■ **Problem to solve**
Having read the records, set them all down exactly as they appear.
**** Provided records ****
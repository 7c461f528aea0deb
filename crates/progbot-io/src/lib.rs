//! progbot-io: peripheral isolation and serial command channels for the test station.
//!
//! - [`SerialLink`]: line-oriented request/response over a serial port
//! - [`PeripheralSupervisor`]: camera driver isolated in a worker subprocess

mod fd_redirect;
mod state;
mod worker_tracing_layer;

pub mod bridge;
pub mod config;
pub mod driver;
pub mod frame;
pub mod logging;
pub mod registry;
pub mod serial;
pub mod supervisor;
pub mod worker;

pub use bridge::protocol::{Command, DriverMode, Outcome, Reply, ScanHit, SymbolKind};
pub use config::{CameraConfig, ConfigError, SerialConfig, StationConfig};
pub use driver::{DriverError, PeripheralDriver, SyntheticConfig, SyntheticDriver};
pub use frame::{Frame, FrameError};
pub use registry::{ExitGuard, ProcessRegistry};
pub use serial::{LinkError, SerialLink};
pub use state::WorkerState;
pub use supervisor::{
    PeripheralSupervisor, ProgramSpawner, SelfExecSpawner, SpawnError, StopFlag, SupervisorConfig,
    SupervisorError, WorkerSpawnConfig, WorkerSpawner,
};
pub use worker::{WorkerExit, WorkerIo, run_worker};
//! Tracing setup for the station process and the worker subprocess.

use tokio::sync::mpsc;
use tracing_subscriber::{EnvFilter, fmt, layer::SubscriberExt, util::SubscriberInitExt};

use crate::bridge::protocol::WorkerResponse;
use crate::worker_tracing_layer::WorkerTracingLayer;

/// Log frames buffered between the worker's tracing layer and the result stream.
pub const WORKER_LOG_QUEUE_DEPTH: usize = 500;

fn base_level() -> &'static str {
    match std::env::var("PROGBOT_LOG").as_deref() {
        Ok("trace") => "trace",
        Ok("debug") => "debug",
        Ok("warn") | Ok("warning") => "warn",
        Ok("error") => "error",
        _ => "info",
    }
}

/// `RUST_LOG` wins; otherwise `PROGBOT_LOG` picks the level for our targets.
fn env_filter() -> EnvFilter {
    if std::env::var("RUST_LOG").is_ok() {
        EnvFilter::from_default_env()
    } else {
        let filter_str = format!(
            "progbot_io={level},progbot={level},progbot_io::bridge=off",
            level = base_level()
        );
        EnvFilter::new(filter_str)
    }
}

/// Initialize tracing with PROGBOT_LOG and LOG_FORMAT support. Output goes to stderr.
pub fn init_tracing() {
    let filter = env_filter();
    let use_json = std::env::var("LOG_FORMAT").as_deref() == Ok("json");

    if use_json {
        let subscriber = tracing_subscriber::registry()
            .with(filter)
            .with(fmt::layer().json().with_writer(std::io::stderr));
        let _ = subscriber.try_init();
    } else {
        let subscriber = tracing_subscriber::registry()
            .with(filter)
            .with(fmt::layer().with_writer(std::io::stderr));
        let _ = subscriber.try_init();
    }
}

/// Initialize tracing inside the worker: events are shipped to the supervisor
/// instead of being printed.
///
/// Returns the receiver to hand to `WorkerIo::with_logs`.
pub fn init_worker_tracing() -> mpsc::Receiver<WorkerResponse> {
    let (tx, rx) = mpsc::channel(WORKER_LOG_QUEUE_DEPTH);
    let subscriber = tracing_subscriber::registry()
        .with(env_filter())
        .with(WorkerTracingLayer::new(tx));
    let _ = subscriber.try_init();
    rx
}
//! IPC bridge for supervisor-worker communication.
//!
//! This module provides the wire protocol and codec shared by the peripheral
//! supervisor (parent) and the worker subprocess.
//!
//! # Architecture
//!
//! - **protocol**: Message types (WorkerRequest/Response, Command, Outcome)
//! - **codec**: JSON framing codec for AsyncRead/AsyncWrite

pub mod codec;
pub mod protocol;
****
■ **Exercise output**
repository 7c461f528aea0deb
filename crates/progbot-io/src/lib.rs
//! progbot-io: peripheral isolation and serial command channels for the test station.
//!
//! - [`SerialLink`]: line-oriented request/response over a serial port
//! - [`PeripheralSupervisor`]: camera driver isolated in a worker subprocess

mod fd_redirect;
mod state;
mod worker_tracing_layer;

pub mod bridge;
pub mod config;
pub mod driver;
pub mod frame;
pub mod logging;
pub mod registry;
pub mod serial;
pub mod supervisor;
pub mod worker;

pub use bridge::protocol::{Command, DriverMode, Outcome, Reply, ScanHit, SymbolKind};
pub use config::{CameraConfig, ConfigError, SerialConfig, StationConfig};
pub use driver::{DriverError, PeripheralDriver, SyntheticConfig, SyntheticDriver};
pub use frame::{Frame, FrameError};
pub use registry::{ExitGuard, ProcessRegistry};
pub use serial::{LinkError, SerialLink};
pub use state::WorkerState;
pub use supervisor::{
    PeripheralSupervisor, ProgramSpawner, SelfExecSpawner, SpawnError, StopFlag, SupervisorConfig,
    SupervisorError, WorkerSpawnConfig, WorkerSpawner,
};
pub use worker::{WorkerExit, WorkerIo, run_worker};
//! Tracing setup for the station process and the worker subprocess.

use tokio::sync::mpsc;
use tracing_subscriber::{EnvFilter, fmt, layer::SubscriberExt, util::SubscriberInitExt};

use crate::bridge::protocol::WorkerResponse;
use crate::worker_tracing_layer::WorkerTracingLayer;

/// Log frames buffered between the worker's tracing layer and the result stream.
pub const WORKER_LOG_QUEUE_DEPTH: usize = 500;

fn base_level() -> &'static str {
    match std::env::var("PROGBOT_LOG").as_deref() {
        Ok("trace") => "trace",
        Ok("debug") => "debug",
        Ok("warn") | Ok("warning") => "warn",
        Ok("error") => "error",
        _ => "info",
    }
}

/// `RUST_LOG` wins; otherwise `PROGBOT_LOG` picks the level for our targets.
fn env_filter() -> EnvFilter {
    if std::env::var("RUST_LOG").is_ok() {
        EnvFilter::from_default_env()
    } else {
        let filter_str = format!(
            "progbot_io={level},progbot={level},progbot_io::bridge=off",
            level = base_level()
        );
        EnvFilter::new(filter_str)
    }
}

/// Initialize tracing with PROGBOT_LOG and LOG_FORMAT support. Output goes to stderr.
pub fn init_tracing() {
    let filter = env_filter();
    let use_json = std::env::var("LOG_FORMAT").as_deref() == Ok("json");

    if use_json {
        let subscriber = tracing_subscriber::registry()
            .with(filter)
            .with(fmt::layer().json().with_writer(std::io::stderr));
        let _ = subscriber.try_init();
    } else {
        let subscriber = tracing_subscriber::registry()
            .with(filter)
            .with(fmt::layer().with_writer(std::io::stderr));
        let _ = subscriber.try_init();
    }
}

/// Initialize tracing inside the worker: events are shipped to the supervisor
/// instead of being printed.
///
/// Returns the receiver to hand to `WorkerIo::with_logs`.
pub fn init_worker_tracing() -> mpsc::Receiver<WorkerResponse> {
    let (tx, rx) = mpsc::channel(WORKER_LOG_QUEUE_DEPTH);
    let subscriber = tracing_subscriber::registry()
        .with(env_filter())
        .with(WorkerTracingLayer::new(tx));
    let _ = subscriber.try_init();
    rx
}
//! IPC bridge for supervisor-worker communication.
//!
//! This module provides the wire protocol and codec shared by the peripheral
//! supervisor (parent) and the worker subprocess.
//!
//! # Architecture
//!
//! - **protocol**: Message types (WorkerRequest/Response, Command, Outcome)
//! - **codec**: JSON framing codec for AsyncRead/AsyncWrite

pub mod codec;
pub mod protocol;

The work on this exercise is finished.